Un point de vue tadjik

Karim Nazriev

Ex : https://www.geopolitica.ru

À différents moments et dans différents espaces, les forces dirigeantes de la société ont soulevé des questions liées au développement de l'État et ont présenté diverses propositions pour le développement de celui-ci. Chaque État peut se développer à sa manière, et il doit trouver et mettre en œuvre sa propre voie vers le développement et vers la réalisation de ses grands projets. Les stratégies pour les développement à suivre (obligatoirement) pendant le prochain millénaire sont proposées par les superpuissances et les organisations internationales, qui ne prennent pas en compte le développement de tous les pays du monde, et ne sont spécifiques qu’à un petit nombre d'États qui façonnent la politique mondiale et déterminent le processus politique du globe.

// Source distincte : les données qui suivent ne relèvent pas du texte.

//! Process-wide runtime context.
//!
//! One [`Runtime`] is built by the supervisor and passed by reference to
//! everything that needs the registry or the watchdog. The only process
//! global is the shutdown flag: signal handlers can touch nothing else,
//! so the flag is a static and every loop predicate reads it through
//! [`shutdown_requested`].

use std::sync::Arc;
use std::sync::atomic::{AtomicBool, Ordering};

use tracing::info;

use crate::error::{ConnectionError, Result};
use crate::registry::ThreadRegistry;
use crate::watchdog::WatchdogHandle;

/// The static hook signal handlers flip.
static SHUTDOWN: AtomicBool = AtomicBool::new(false);

/// Whether process shutdown has been requested.
pub fn shutdown_requested() -> bool {
    SHUTDOWN.load(Ordering::SeqCst)
}

/// Requests process shutdown. Called by signal handlers and by fatal
/// failures that must take the daemon down.
pub fn request_shutdown() {
    SHUTDOWN.store(true, Ordering::SeqCst);
}

/// Resets the flag (test use only; the process normally exits).
#[doc(hidden)]
pub fn reset_shutdown_for_tests() {
    SHUTDOWN.store(false, Ordering::SeqCst);
}

extern "C" fn handle_signal(signum: i32) {
    // Only async-signal-safe work here: flip the flag and return. The
    // supervisor's main loop notices and performs the orderly teardown.
    let _ = signum;
    SHUTDOWN.store(true, Ordering::SeqCst);
}

/// Installs termination handlers that flag shutdown instead of exiting,
/// so every worker drains through the registry.
///
/// # Errors
///
/// `sigaction` failures surface as connection setup errors.
pub fn install_signal_handlers() -> Result<()> {
    use nix::sys::signal::{self, SaFlags, SigAction, SigHandler, SigSet, Signal};

    let action = SigAction::new(
        SigHandler::Handler(handle_signal),
        SaFlags::empty(),
        SigSet::empty(),
    );

    for signal in [
        Signal::SIGINT,
        Signal::SIGTERM,
        Signal::SIGHUP,
        Signal::SIGQUIT,
    ] {
        // SAFETY: the handler only performs an atomic store, which is
        // async-signal-safe.
        unsafe {
            signal::sigaction(signal, &action).map_err(|e| ConnectionError::Poll { source: e })?;
        }
    }

    info!("signal handlers installed");
    Ok(())
}

/// The shared context handed to every component by the supervisor.
#[derive(Debug, Clone)]
pub struct Runtime {
    /// The worker thread registry.
    pub registry: Arc<ThreadRegistry>,
    /// Handle monitored components use to prove liveness.
    pub watchdog: WatchdogHandle,
}

impl Runtime {
    /// Builds the runtime and starts the watchdog.
    ///
    /// # Errors
    ///
    /// Watchdog launch failures propagate.
    pub fn start() -> Result<Self> {
        let registry = Arc::new(ThreadRegistry::new());
        let watchdog = crate::watchdog::start(&registry)?;

        Ok(Self { registry, watchdog })
    }

    /// Orderly teardown: stop every worker and wait for them.
    pub fn teardown(&self) {
        info!("stopping all workers");
        self.registry.stop_all();
    }
}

Tout le monde croit que les grandes puissances mondiales et les puissances en voie de développement veulent également le développement des autres États, ce qui est en fait tout à fait contradictoire dans la réalité. La réalité, c’est que, dans les conditions modernes, il y a un dilemme entre la sécurité et le développement. Le développement d'un État est susceptible de poser problème à un autre, ou l'affaiblissement d'un État déjà faible peut aussi poser un problème grave pour un grand pays. Il est dans l'intérêt des grandes puissances mondiales de maintenir une inégalité générale dans les processus de développement à l’œuvre dans le monde car, ainsi, elles conservent leur statut. À cet égard, tous les pays du monde n'ont pas les mêmes intérêts, d'une part, ils essaient de prendre le contrôle de la plus grande partie du monde, et, d'autre part, d'autres essaient de ne pas être détruits dans les affrontements entre les superpuissances. La disparition de certaines nations de la carte politique du monde, ces dernières années, est le résultat des actions menées par les superpuissances. Dans de nombreux cas, le développement de tout État se traduit par son expansion, et en fait, tout empire sera détruit s'il n'est pas élargi. La voie de l'expansion dans les conditions modernes ne passe pas par l'expansion proprement dite, mais par l’application de nouvelles méthodes. Par conséquent, le rôle géopolitique qui se profile derrière tout développement d’un État se révèle très important. Les intérêts géopolitiques ont été un facteur important pour les États dans le passé, le restent dans le présent et le resteront l'avenir, car ils sont un vecteur de la politique étrangère et contribuent de ce fait au développement de l'État.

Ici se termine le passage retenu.